I need to go run away now.

Wednesday, October 1, 2008

Embracing my inner Maria Von Trapp

So instead of harping on the unknown and scary,let's play a game off listing a few things that made up happy today. Or at least content.

1.checks cleared. I know that is one of those things that one should just expect to have happen but to no longer have to look at the over draft in my account , the guilt that someone might call me for being a bad girl, huge friggin relief.

2.A volunteer job I have had for years has offered me a paying position for doing what I have doing all along. Very sweet complement to come from a not for profit, in this week of all weeks.

3.Because of said job, I will now me eligible for low cost health insurance as of next month.

4. A package of new clothes was brought to me by the UPS man. Even when I give them to myself, I love the Wells Fargo Wagon. Opening the bounty makes me bunny rabbit cheerful. And it was items on super gigantic sale. A basic black dress, cool stripey trousers and a little white tee shirt for a total of 72 bucks. I am God of shopping.

5. I no longer have to make my self like early Ingmar Bergman movies. I get it, he's brilliant, he changed cinema. He's a drag with a mother complex. At least when Woody Allen pulled this stuff the apartments were better looking. Strangely I love allot of his later work. The whole red living room thing with the women in white, dig it . But I can take all of the 50s-60s stuff off the Netflix list. I have nothing to prove anymore.
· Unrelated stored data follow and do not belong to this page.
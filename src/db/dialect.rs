//! SQL rendering for the supported backends.

use crate::schema::{ColumnKind, ColumnType, TableSchema};

#[derive(Debug, Clone, Copy, PartialEq, Eq)]
pub enum Dialect {
    MySql,
    Sqlite,
}

impl Dialect {
    /// Quote an identifier, doubling any embedded quote character
    pub fn quote(&self, ident: &str) -> String {
        match self {
            Dialect::MySql => format!("`{}`", ident.replace('`', "``")),
            Dialect::Sqlite => format!("\"{}\"", ident.replace('"', "\"\"")),
        }
    }

    pub fn column_type(&self, column_type: ColumnType) -> String {
        column_type.to_string()
    }

    fn column_definition(&self, name: &str, kind: ColumnKind) -> String {
        let name = self.quote(name);
        match (self, kind) {
            (Dialect::MySql, ColumnKind::PrimaryKey) => {
                format!("{} BIGINT NOT NULL AUTO_INCREMENT PRIMARY KEY", name)
            }
            (Dialect::Sqlite, ColumnKind::PrimaryKey) => {
                format!("{} INTEGER PRIMARY KEY AUTOINCREMENT", name)
            }
            (_, ColumnKind::RootReference) => format!("{} BIGINT NULL", name),
            (_, ColumnKind::Data(column_type)) => {
                format!("{} {} NULL", name, self.column_type(column_type))
            }
        }
    }

    /// `CREATE TABLE IF NOT EXISTS` for a planned table
    pub fn create_table(&self, table: &TableSchema) -> String {
        let columns: Vec<String> = table
            .columns
            .iter()
            .map(|c| self.column_definition(&c.name, c.kind))
            .collect();

        let suffix = match self {
            Dialect::MySql => " ENGINE=InnoDB DEFAULT CHARSET=utf8mb4",
            Dialect::Sqlite => "",
        };

        format!(
            "CREATE TABLE IF NOT EXISTS {} ({}){}",
            self.quote(&table.name),
            columns.join(", "),
            suffix
        )
    }

    /// Name of the foreign key constraint from `table` to the root table
    pub fn constraint_name(&self, table: &str, root_table: &str) -> String {
        format!("fk_{}_{}", table, root_table)
    }

    pub fn add_foreign_key(
        &self,
        table: &str,
        reference_column: &str,
        root_table: &str,
        primary_key: &str,
    ) -> String {
        format!(
            "ALTER TABLE {} ADD CONSTRAINT {} FOREIGN KEY ({}) REFERENCES {}({}) ON DELETE CASCADE",
            self.quote(table),
            self.quote(&self.constraint_name(table, root_table)),
            self.quote(reference_column),
            self.quote(root_table),
            self.quote(primary_key),
        )
    }

    /// Parameterized insert for the given columns, using `?` placeholders.
    /// An empty column list inserts a row of defaults.
    pub fn insert<S: AsRef<str>>(&self, table: &str, columns: &[S]) -> String {
        let table = self.quote(table);
        if columns.is_empty() {
            return match self {
                Dialect::MySql => format!("INSERT INTO {} () VALUES ()", table),
                Dialect::Sqlite => format!("INSERT INTO {} DEFAULT VALUES", table),
            };
        }

        let names: Vec<String> = columns.iter().map(|c| self.quote(c.as_ref())).collect();
        let placeholders = vec!["?"; columns.len()].join(", ");
        format!("INSERT INTO {} ({}) VALUES ({})", table, names.join(", "), placeholders)
    }

    pub fn begin(&self) -> &'static str {
        match self {
            Dialect::MySql => "START TRANSACTION",
            Dialect::Sqlite => "BEGIN",
        }
    }

    pub fn savepoint(&self, name: &str) -> String {
        format!("SAVEPOINT {}", self.quote(name))
    }

    pub fn rollback_to(&self, name: &str) -> String {
        format!("ROLLBACK TO SAVEPOINT {}", self.quote(name))
    }

    pub fn release(&self, name: &str) -> String {
        format!("RELEASE SAVEPOINT {}", self.quote(name))
    }
}

#[cfg(test)]
mod tests {
    use super::*;
    use crate::schema::ColumnSpec;

    fn details() -> TableSchema {
        TableSchema {
            name: "details".to_string(),
            is_root: false,
            columns: vec![
                ColumnSpec { name: "id".into(), kind: ColumnKind::PrimaryKey },
                ColumnSpec { name: "property_id".into(), kind: ColumnKind::RootReference },
                ColumnSpec { name: "beds".into(), kind: ColumnKind::Data(ColumnType::BigInt) },
                ColumnSpec { name: "view".into(), kind: ColumnKind::Data(ColumnType::VarChar(40)) },
            ],
        }
    }

    #[test]
    fn test_mysql_create_table() {
        assert_eq!(
            Dialect::MySql.create_table(&details()),
            "CREATE TABLE IF NOT EXISTS `details` \
             (`id` BIGINT NOT NULL AUTO_INCREMENT PRIMARY KEY, \
             `property_id` BIGINT NULL, `beds` BIGINT NULL, `view` VARCHAR(40) NULL) \
             ENGINE=InnoDB DEFAULT CHARSET=utf8mb4"
        );
    }

    #[test]
    fn test_sqlite_create_table() {
        assert_eq!(
            Dialect::Sqlite.create_table(&details()),
            "CREATE TABLE IF NOT EXISTS \"details\" (\"id\" INTEGER PRIMARY KEY AUTOINCREMENT, \
             \"property_id\" BIGINT NULL, \"beds\" BIGINT NULL, \"view\" VARCHAR(40) NULL)"
        );
    }

    #[test]
    fn test_foreign_key_statement() {
        assert_eq!(
            Dialect::MySql.add_foreign_key("amenities", "property_id", "property", "id"),
            "ALTER TABLE `amenities` ADD CONSTRAINT `fk_amenities_property` \
             FOREIGN KEY (`property_id`) REFERENCES `property`(`id`) ON DELETE CASCADE"
        );
    }

    #[test]
    fn test_insert_statements() {
        assert_eq!(
            Dialect::MySql.insert("amenities", &["name", "property_id"]),
            "INSERT INTO `amenities` (`name`, `property_id`) VALUES (?, ?)"
        );
        let none: [&str; 0] = [];
        assert_eq!(
            Dialect::MySql.insert("property", &none),
            "INSERT INTO `property` () VALUES ()"
        );
        assert_eq!(
            Dialect::Sqlite.insert("property", &none),
            "INSERT INTO \"property\" DEFAULT VALUES"
        );
    }

    #[test]
    fn test_identifiers_are_escaped() {
        assert_eq!(Dialect::MySql.quote("we`ird"), "`we``ird`");
        assert_eq!(Dialect::Sqlite.quote("we\"ird"), "\"we\"\"ird\"");
    }
}
//! Record counter shown while loading.

use indicatif::{ProgressBar, ProgressStyle};
use std::io::IsTerminal;
use std::time::Duration;

/// Spinner that counts loaded records. Hidden when disabled or when stderr
/// is not a terminal.
#[derive(Clone)]
pub struct ProgressReporter {
    bar: ProgressBar,
}

impl ProgressReporter {
    pub fn new(enabled: bool) -> Self {
        if !enabled || !std::io::stderr().is_terminal() {
            return Self::hidden();
        }

        let bar = ProgressBar::new_spinner();
        bar.set_style(spinner_style());
        bar.enable_steady_tick(Duration::from_millis(120));
        Self { bar }
    }

    pub fn hidden() -> Self {
        Self {
            bar: ProgressBar::hidden(),
        }
    }

    pub fn inc(&self) {
        self.bar.inc(1);
    }

    pub fn position(&self) -> u64 {
        self.bar.position()
    }

    pub fn finish(&self) {
        self.bar.finish_and_clear();
    }
}

fn spinner_style() -> ProgressStyle {
    ProgressStyle::with_template("{spinner} {pos} records [{elapsed_precise}] {per_sec}")
        .unwrap_or_else(|_| ProgressStyle::default_spinner())
}
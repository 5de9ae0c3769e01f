use crate::melt::plan::{route, Route, ShredPlan, TablePlan};
use crate::types::{Row, ShreddedRecord};
use serde_json::{Map, Value};

/// Splits one decoded record into a root row and child rows
#[derive(Debug, Clone)]
pub struct RecordShredder {
    plan: ShredPlan,
}

impl RecordShredder {
    pub fn new(plan: ShredPlan) -> Self {
        RecordShredder { plan }
    }

    pub fn plan(&self) -> &ShredPlan {
        &self.plan
    }

    /// Shred a record into rows, root row first.
    ///
    /// Child rows do not carry the root key yet; the writer binds it once the
    /// root row has been inserted.
    pub fn shred(&self, record: &Map<String, Value>) -> ShreddedRecord {
        let root = Row::new(self.plan.root.table.clone(), project(record, &self.plan.root.columns));

        let mut children = Vec::new();
        for child in &self.plan.children {
            self.shred_child(record, child, &mut children);
        }

        ShreddedRecord { root, children }
    }

    fn shred_child(&self, record: &Map<String, Value>, child: &TablePlan, rows: &mut Vec<Row>) {
        match route(record, &child.table) {
            Route::Absent => {}
            Route::List(items) => {
                // one row per object element, even when nothing projects
                for item in items {
                    if let Value::Object(obj) = item {
                        rows.push(Row::new(child.table.clone(), project(obj, &child.columns)));
                    }
                }
            }
            Route::Object(obj) => {
                let values = project(obj, &child.columns);
                if !values.is_empty() {
                    rows.push(Row::new(child.table.clone(), values));
                }
            }
            Route::Fallback => {
                let values = project(record, &child.columns);
                if !values.is_empty() {
                    rows.push(Row::new(child.table.clone(), values));
                }
            }
        }
    }
}

/// Scalar-only projection of `source` onto `columns`, in column order.
/// Keys holding an object or array are left out.
pub fn project(source: &Map<String, Value>, columns: &[String]) -> Map<String, Value> {
    let mut out = Map::new();
    for column in columns {
        match source.get(column) {
            None | Some(Value::Array(_)) | Some(Value::Object(_)) => {}
            Some(value) => {
                out.insert(column.clone(), value.clone());
            }
        }
    }
    out
}
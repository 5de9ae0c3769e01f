//! Relational schema synthesis
//!
//! Type inference over sampled values, a pure planning stage that produces a
//! typed [`SchemaPlan`], and materialization of that plan through a session.

pub mod builder;
pub mod infer;
pub mod materialize;

pub use builder::{ColumnKind, ColumnSpec, SchemaBuilder, SchemaPlan, TableSchema};
pub use infer::{infer_column_type, try_infer_column_type, ColumnType, VarCharBounds};
pub use materialize::{materialize_schema, MaterializedSchema};
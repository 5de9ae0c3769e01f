//! JSON Lines input.
//!
//! Lines are decoded with simd-json's serde bridge straight into
//! `serde_json` maps, with plain `serde_json` as a second attempt. A line
//! that neither accepts, or that decodes to anything other than an object,
//! is reported as malformed and the caller moves on.

use crate::error::{IngotError, ParseError};
use serde_json::{Map, Value};
use std::fs::File;
use std::io::{self, BufRead, BufReader};
use std::path::{Path, PathBuf};

/// One non-blank input line
#[derive(Debug)]
pub enum SourceLine {
    /// 1-based line number and the decoded object
    Record(usize, Map<String, Value>),
    /// 1-based line number and why it was rejected
    Malformed(usize, ParseError),
}

/// Decode one line into a JSON object
pub fn parse_line(line: &[u8]) -> Result<Map<String, Value>, ParseError> {
    let mut buf = line.to_vec();
    let value: Value = match simd_json::serde::from_slice(&mut buf) {
        Ok(value) => value,
        // simd-json rejects integers wider than 64 bits; serde_json reads them as doubles
        Err(_) => serde_json::from_slice(line).map_err(|e| ParseError::Json(e.to_string()))?,
    };

    match value {
        Value::Object(map) => Ok(map),
        Value::Null => Err(ParseError::NotAnObject("null")),
        Value::Bool(_) => Err(ParseError::NotAnObject("boolean")),
        Value::Number(_) => Err(ParseError::NotAnObject("number")),
        Value::String(_) => Err(ParseError::NotAnObject("string")),
        Value::Array(_) => Err(ParseError::NotAnObject("array")),
    }
}

/// Streams records out of a JSON Lines reader
pub struct RecordReader<R> {
    reader: R,
    path: PathBuf,
    buf: Vec<u8>,
    line_no: usize,
    limit: Option<usize>,
}

impl RecordReader<BufReader<File>> {
    pub fn open(path: &Path) -> Result<Self, IngotError> {
        let file = File::open(path).map_err(|source| IngotError::Input {
            path: path.to_path_buf(),
            source,
        })?;
        Ok(RecordReader::new(BufReader::new(file)).with_path(path))
    }
}

impl<R: BufRead> RecordReader<R> {
    pub fn new(reader: R) -> Self {
        RecordReader {
            reader,
            path: PathBuf::from("<input>"),
            buf: Vec::new(),
            line_no: 0,
            limit: None,
        }
    }

    /// Name used when reporting read failures
    pub fn with_path(mut self, path: &Path) -> Self {
        self.path = path.to_path_buf();
        self
    }

    pub fn path(&self) -> &Path {
        &self.path
    }

    /// Stop after `lines` physical lines, blank and malformed ones included
    pub fn take_lines(mut self, lines: usize) -> Self {
        self.limit = Some(lines);
        self
    }

    /// Physical lines consumed so far
    pub fn lines_read(&self) -> usize {
        self.line_no
    }
}

impl<R: BufRead> Iterator for RecordReader<R> {
    type Item = io::Result<SourceLine>;

    fn next(&mut self) -> Option<Self::Item> {
        loop {
            if self.limit.is_some_and(|limit| self.line_no >= limit) {
                return None;
            }

            self.buf.clear();
            match self.reader.read_until(b'\n', &mut self.buf) {
                Ok(0) => return None,
                Ok(_) => {}
                Err(e) => return Some(Err(e)),
            }
            self.line_no += 1;

            let line = trim_line_end(&self.buf);
            if line.iter().all(u8::is_ascii_whitespace) {
                continue;
            }

            let item = match parse_line(line) {
                Ok(record) => SourceLine::Record(self.line_no, record),
                Err(e) => SourceLine::Malformed(self.line_no, e),
            };
            return Some(Ok(item));
        }
    }
}

fn trim_line_end(line: &[u8]) -> &[u8] {
    let mut end = line.len();
    while end > 0 && matches!(line[end - 1], b'\n' | b'\r') {
        end -= 1;
    }
    &line[..end]
}

/// Decode the objects found in the first `max_lines` lines of `path`.
///
/// Malformed lines inside the window are skipped; they still count toward
/// the window.
pub fn read_sample(path: &Path, max_lines: usize) -> Result<Vec<Map<String, Value>>, IngotError> {
    let reader = RecordReader::open(path)?.take_lines(max_lines);
    collect_sample(reader)
}

fn collect_sample<R: BufRead>(
    mut reader: RecordReader<R>,
) -> Result<Vec<Map<String, Value>>, IngotError> {
    let mut sample = Vec::new();
    while let Some(line) = reader.next() {
        let line = line.map_err(|source| IngotError::Input {
            path: reader.path().to_path_buf(),
            source,
        })?;
        match line {
            SourceLine::Record(_, record) => sample.push(record),
            SourceLine::Malformed(line_no, e) => {
                tracing::debug!(line = line_no, error = %e, "skipping malformed sample line");
            }
        }
    }
    Ok(sample)
}
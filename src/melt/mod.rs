//! Melting records into rows
//!
//! Each decoded JSON line is split into one root row plus child rows for
//! the other mapped tables, then written inside a single transaction.
//!
//! - [`plan`]: routing rules computed once from the table map
//! - [`shredder`]: per-record fan-out into rows
//! - [`writer`]: inserts, root key binding and commit per record

pub mod plan;
pub mod shredder;
pub mod writer;

pub use plan::{route, Route, ShredPlan, TablePlan};
pub use shredder::{project, RecordShredder};
pub use writer::{RecordOutcome, RowWriter};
6. The lunchtime special from the Chinese place of decent. Not over wrought with peanut oil like last time.

7. My compulsively political friend is making her schedule free to come and watch the debates with me tomorrow. She is working on her dissertation, so she has been crazy glued to her desk the last 2 years. Then she got a dog. I wonder what she even looks like now. But she will come tomorrow and obsess with me over every tiny freakish detail . Glee.

8.John Steinbeck. I know he great but he is one of those people you take for granted his greatness because it's just assumed. And then if you are smart enough you pick it up some of his best work and you realise that this man is better than most people walking around is socks. He is totally in love with humanity. I have a new moody brilliant drunk to have a crush on.

9.The drug dealer upstairs ,who I am very found of but have has run ins with, told me today that he has gotten a job with con Ed and is going back to school. To study business organization.